• _To do_: Below are records; report the number of lines in them that include the word "derive", with no other text.

• _Records shown_:
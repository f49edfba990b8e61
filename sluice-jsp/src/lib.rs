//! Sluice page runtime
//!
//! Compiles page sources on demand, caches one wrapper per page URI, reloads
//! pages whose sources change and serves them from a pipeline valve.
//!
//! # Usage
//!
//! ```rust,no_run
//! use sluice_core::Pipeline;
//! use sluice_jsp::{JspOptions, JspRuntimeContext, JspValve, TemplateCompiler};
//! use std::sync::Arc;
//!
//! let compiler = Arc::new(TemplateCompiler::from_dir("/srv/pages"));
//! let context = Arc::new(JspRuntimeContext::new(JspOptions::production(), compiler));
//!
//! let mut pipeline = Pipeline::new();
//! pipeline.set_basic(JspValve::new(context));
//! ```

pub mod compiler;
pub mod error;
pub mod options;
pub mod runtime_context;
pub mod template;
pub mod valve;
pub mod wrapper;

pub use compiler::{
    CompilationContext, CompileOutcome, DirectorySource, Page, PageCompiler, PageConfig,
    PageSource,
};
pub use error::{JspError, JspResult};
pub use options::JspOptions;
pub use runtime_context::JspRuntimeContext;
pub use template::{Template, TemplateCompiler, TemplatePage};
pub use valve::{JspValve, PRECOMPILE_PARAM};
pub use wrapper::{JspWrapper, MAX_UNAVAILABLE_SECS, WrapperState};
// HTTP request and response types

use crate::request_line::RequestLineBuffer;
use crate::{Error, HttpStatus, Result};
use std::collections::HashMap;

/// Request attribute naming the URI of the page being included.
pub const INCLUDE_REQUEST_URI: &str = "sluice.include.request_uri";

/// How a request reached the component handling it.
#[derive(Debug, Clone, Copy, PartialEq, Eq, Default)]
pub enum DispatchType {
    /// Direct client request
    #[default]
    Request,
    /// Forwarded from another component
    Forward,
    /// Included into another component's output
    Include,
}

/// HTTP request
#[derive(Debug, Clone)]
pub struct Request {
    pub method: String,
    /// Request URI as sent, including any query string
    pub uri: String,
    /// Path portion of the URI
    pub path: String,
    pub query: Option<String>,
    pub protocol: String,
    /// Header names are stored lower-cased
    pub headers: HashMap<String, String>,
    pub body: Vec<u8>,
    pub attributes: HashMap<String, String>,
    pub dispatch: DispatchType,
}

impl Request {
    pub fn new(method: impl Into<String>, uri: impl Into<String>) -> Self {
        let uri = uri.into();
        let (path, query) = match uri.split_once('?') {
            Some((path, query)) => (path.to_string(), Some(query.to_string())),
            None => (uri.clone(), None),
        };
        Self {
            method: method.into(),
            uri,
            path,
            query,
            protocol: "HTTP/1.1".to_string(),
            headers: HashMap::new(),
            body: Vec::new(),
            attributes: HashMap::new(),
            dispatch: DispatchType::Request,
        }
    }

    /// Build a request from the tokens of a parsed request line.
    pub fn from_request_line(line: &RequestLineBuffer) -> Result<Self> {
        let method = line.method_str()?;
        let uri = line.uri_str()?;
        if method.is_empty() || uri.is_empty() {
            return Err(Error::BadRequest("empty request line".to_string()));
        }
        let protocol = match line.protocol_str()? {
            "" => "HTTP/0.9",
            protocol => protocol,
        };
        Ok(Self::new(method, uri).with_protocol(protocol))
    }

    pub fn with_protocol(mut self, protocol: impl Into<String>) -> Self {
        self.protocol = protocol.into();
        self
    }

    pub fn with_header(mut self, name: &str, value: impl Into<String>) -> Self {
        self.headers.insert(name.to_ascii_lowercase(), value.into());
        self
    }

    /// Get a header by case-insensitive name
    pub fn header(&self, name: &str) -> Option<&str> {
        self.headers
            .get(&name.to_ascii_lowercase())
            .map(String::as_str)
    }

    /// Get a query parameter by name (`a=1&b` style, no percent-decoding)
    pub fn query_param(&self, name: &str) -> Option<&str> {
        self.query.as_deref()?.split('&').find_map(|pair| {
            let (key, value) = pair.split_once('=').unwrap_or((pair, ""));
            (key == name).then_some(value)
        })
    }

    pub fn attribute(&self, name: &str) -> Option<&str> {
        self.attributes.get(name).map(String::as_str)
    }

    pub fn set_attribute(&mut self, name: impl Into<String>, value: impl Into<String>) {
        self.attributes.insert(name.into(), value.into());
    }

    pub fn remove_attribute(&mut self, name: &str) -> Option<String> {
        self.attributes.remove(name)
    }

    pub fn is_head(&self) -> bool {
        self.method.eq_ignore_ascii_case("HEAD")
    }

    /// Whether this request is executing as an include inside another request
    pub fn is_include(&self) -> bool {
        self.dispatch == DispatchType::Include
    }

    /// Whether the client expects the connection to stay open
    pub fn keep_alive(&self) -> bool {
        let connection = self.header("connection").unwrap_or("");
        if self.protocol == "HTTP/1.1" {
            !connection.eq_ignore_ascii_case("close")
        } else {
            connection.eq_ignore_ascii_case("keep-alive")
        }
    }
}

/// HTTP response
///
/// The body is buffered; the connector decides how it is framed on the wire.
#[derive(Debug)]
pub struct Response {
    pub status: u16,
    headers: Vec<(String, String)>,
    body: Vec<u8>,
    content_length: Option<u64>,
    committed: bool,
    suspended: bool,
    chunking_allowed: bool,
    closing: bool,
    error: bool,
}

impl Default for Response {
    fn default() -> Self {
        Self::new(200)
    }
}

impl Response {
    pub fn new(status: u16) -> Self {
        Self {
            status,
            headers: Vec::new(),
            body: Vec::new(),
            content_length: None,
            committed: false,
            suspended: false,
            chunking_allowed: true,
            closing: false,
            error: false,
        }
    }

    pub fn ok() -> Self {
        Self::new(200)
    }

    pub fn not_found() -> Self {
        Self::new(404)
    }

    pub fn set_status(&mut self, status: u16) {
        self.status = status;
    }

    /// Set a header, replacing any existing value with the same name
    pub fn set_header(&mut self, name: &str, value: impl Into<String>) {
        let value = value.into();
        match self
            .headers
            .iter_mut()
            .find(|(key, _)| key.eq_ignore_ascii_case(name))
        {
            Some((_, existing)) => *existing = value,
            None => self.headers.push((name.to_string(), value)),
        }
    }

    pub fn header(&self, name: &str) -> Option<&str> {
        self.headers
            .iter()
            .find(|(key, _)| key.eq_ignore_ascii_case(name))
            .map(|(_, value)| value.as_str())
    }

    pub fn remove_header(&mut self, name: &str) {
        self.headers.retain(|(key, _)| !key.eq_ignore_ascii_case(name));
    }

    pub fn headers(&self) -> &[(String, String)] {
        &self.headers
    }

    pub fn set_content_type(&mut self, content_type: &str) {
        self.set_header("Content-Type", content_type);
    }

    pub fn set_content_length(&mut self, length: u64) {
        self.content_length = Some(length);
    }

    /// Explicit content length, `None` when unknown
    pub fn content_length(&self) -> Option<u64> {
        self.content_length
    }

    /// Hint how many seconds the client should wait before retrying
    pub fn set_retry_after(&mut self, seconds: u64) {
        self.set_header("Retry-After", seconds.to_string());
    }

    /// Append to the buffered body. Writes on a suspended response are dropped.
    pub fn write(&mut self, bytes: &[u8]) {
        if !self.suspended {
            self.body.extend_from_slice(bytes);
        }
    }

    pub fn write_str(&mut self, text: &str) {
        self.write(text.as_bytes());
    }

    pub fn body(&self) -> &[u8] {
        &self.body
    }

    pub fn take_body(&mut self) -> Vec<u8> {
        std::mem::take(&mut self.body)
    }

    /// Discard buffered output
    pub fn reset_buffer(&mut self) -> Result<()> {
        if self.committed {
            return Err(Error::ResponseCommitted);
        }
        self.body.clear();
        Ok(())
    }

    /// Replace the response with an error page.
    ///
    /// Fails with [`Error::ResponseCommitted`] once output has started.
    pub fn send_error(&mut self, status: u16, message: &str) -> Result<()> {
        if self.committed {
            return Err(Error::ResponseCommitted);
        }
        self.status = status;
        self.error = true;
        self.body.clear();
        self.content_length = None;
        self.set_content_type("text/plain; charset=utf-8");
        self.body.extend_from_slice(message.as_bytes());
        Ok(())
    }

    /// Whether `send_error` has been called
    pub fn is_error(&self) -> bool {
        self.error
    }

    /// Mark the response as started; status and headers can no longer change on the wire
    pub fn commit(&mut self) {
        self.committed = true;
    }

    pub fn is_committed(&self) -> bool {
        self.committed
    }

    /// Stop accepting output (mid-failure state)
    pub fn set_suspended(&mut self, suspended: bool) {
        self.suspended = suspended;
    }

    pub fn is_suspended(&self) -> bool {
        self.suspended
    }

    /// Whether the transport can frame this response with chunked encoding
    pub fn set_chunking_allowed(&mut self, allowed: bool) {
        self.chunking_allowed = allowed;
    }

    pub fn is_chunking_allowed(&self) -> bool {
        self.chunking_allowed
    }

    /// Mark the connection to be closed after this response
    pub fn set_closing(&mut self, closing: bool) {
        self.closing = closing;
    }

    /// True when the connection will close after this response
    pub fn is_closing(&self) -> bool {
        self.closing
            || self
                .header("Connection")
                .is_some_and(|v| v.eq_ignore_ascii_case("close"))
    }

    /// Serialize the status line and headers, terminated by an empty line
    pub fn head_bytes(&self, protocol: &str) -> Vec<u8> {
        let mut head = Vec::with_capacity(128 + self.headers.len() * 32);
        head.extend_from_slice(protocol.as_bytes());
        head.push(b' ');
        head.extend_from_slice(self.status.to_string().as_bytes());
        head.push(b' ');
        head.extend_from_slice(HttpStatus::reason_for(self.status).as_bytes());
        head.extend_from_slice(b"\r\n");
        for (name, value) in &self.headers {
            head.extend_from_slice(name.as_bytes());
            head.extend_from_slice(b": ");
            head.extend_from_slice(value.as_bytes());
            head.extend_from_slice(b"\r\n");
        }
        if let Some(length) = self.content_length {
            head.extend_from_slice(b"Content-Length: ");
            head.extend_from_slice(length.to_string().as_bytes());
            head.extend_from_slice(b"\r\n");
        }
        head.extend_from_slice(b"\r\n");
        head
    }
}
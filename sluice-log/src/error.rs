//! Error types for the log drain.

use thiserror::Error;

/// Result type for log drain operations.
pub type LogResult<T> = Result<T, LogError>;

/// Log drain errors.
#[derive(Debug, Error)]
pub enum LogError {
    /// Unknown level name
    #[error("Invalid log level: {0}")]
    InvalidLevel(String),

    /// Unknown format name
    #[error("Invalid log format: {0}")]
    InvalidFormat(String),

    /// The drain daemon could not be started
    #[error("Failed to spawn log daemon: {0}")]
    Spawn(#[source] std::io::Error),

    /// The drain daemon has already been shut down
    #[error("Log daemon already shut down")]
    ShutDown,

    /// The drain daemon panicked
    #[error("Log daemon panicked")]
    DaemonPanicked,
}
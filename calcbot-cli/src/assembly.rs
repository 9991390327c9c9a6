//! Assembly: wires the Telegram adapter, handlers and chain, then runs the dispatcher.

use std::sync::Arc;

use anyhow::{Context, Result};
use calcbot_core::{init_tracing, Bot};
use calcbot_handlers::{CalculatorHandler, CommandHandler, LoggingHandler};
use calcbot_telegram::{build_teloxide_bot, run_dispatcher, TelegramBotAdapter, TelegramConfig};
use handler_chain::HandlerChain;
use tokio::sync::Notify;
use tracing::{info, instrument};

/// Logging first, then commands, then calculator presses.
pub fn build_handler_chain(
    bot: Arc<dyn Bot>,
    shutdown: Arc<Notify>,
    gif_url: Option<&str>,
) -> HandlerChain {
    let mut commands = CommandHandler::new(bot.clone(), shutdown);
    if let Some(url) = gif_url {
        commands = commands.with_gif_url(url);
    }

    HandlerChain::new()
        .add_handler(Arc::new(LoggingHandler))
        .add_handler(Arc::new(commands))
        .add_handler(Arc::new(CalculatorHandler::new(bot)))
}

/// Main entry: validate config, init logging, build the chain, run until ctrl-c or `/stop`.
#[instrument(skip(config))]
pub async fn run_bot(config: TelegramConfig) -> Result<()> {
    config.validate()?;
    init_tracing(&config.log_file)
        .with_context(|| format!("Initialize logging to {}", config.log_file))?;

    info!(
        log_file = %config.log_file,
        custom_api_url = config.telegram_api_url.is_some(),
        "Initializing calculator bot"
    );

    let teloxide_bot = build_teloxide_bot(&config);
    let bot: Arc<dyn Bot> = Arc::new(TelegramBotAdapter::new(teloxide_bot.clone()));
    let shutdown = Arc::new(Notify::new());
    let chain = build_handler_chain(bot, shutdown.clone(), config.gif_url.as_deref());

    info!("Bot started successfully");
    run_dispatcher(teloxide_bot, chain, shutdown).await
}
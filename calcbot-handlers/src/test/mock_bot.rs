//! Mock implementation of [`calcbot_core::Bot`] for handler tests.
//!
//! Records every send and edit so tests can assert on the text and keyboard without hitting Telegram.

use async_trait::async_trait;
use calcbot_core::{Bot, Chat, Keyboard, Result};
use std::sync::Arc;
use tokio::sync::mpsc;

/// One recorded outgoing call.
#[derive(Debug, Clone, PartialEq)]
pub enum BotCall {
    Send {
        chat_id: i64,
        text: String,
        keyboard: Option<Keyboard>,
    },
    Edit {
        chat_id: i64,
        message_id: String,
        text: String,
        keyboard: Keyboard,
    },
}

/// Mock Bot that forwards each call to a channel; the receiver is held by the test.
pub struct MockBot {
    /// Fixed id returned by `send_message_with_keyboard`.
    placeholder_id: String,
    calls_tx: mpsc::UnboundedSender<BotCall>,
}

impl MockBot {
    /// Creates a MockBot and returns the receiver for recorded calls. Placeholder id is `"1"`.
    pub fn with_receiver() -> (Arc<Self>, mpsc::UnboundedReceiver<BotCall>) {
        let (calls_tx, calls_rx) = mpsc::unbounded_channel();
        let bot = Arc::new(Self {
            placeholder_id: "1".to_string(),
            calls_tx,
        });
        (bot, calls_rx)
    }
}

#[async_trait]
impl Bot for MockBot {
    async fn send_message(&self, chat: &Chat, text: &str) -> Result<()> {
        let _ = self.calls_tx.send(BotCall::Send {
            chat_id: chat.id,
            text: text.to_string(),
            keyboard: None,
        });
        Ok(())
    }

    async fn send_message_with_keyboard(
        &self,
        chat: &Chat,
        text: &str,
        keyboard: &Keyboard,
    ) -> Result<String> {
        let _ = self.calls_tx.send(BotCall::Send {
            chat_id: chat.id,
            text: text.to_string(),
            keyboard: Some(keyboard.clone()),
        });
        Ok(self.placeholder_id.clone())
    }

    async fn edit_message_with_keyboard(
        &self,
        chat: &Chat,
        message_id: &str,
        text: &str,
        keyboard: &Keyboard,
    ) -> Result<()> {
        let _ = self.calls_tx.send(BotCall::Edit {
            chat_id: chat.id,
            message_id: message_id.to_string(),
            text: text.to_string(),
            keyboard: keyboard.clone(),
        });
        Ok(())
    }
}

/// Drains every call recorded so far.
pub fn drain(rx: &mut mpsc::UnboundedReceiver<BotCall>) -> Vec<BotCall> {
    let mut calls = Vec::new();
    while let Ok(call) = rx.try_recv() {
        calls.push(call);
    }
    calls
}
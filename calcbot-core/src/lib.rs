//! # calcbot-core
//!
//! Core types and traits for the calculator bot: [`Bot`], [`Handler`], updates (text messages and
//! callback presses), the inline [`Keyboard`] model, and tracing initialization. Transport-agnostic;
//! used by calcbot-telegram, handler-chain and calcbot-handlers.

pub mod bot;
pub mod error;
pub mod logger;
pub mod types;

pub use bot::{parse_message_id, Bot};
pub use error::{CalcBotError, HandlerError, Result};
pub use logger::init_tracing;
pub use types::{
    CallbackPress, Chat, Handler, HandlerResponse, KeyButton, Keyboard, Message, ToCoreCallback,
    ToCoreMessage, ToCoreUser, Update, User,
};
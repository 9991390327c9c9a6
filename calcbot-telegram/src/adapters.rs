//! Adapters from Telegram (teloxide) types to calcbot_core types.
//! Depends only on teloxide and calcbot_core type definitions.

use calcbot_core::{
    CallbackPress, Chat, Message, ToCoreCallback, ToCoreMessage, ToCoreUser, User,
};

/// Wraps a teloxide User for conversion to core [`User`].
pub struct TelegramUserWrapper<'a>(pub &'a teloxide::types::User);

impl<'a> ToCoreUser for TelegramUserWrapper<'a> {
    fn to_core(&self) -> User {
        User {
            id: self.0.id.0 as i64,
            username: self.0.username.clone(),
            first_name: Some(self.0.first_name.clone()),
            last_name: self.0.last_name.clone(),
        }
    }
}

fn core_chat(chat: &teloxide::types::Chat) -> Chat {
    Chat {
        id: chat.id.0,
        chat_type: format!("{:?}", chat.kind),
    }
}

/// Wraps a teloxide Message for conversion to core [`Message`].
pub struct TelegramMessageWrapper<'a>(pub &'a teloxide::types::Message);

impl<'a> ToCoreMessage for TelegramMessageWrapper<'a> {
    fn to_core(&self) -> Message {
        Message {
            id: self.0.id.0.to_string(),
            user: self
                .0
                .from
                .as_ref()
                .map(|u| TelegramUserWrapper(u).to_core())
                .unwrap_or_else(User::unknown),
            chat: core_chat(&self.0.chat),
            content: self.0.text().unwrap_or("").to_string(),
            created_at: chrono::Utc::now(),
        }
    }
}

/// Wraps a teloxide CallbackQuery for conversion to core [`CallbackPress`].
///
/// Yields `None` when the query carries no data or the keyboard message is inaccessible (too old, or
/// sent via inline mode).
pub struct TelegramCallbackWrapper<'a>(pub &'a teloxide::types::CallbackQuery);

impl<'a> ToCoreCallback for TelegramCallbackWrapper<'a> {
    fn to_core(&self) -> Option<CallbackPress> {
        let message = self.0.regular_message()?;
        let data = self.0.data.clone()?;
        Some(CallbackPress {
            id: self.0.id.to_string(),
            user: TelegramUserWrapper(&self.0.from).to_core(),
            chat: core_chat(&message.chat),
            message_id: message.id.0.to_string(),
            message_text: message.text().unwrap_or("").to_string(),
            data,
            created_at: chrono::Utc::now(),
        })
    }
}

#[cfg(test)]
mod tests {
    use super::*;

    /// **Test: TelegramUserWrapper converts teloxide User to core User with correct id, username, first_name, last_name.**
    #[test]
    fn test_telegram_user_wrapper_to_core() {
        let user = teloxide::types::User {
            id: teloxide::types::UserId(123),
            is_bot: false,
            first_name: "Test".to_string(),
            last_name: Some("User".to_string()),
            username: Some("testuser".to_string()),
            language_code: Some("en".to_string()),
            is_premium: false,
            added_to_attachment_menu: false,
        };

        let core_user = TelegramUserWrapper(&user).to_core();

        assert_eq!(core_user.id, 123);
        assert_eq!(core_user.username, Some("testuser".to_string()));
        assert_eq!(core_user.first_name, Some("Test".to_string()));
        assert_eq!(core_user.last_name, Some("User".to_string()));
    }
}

• _Exercise result_: 5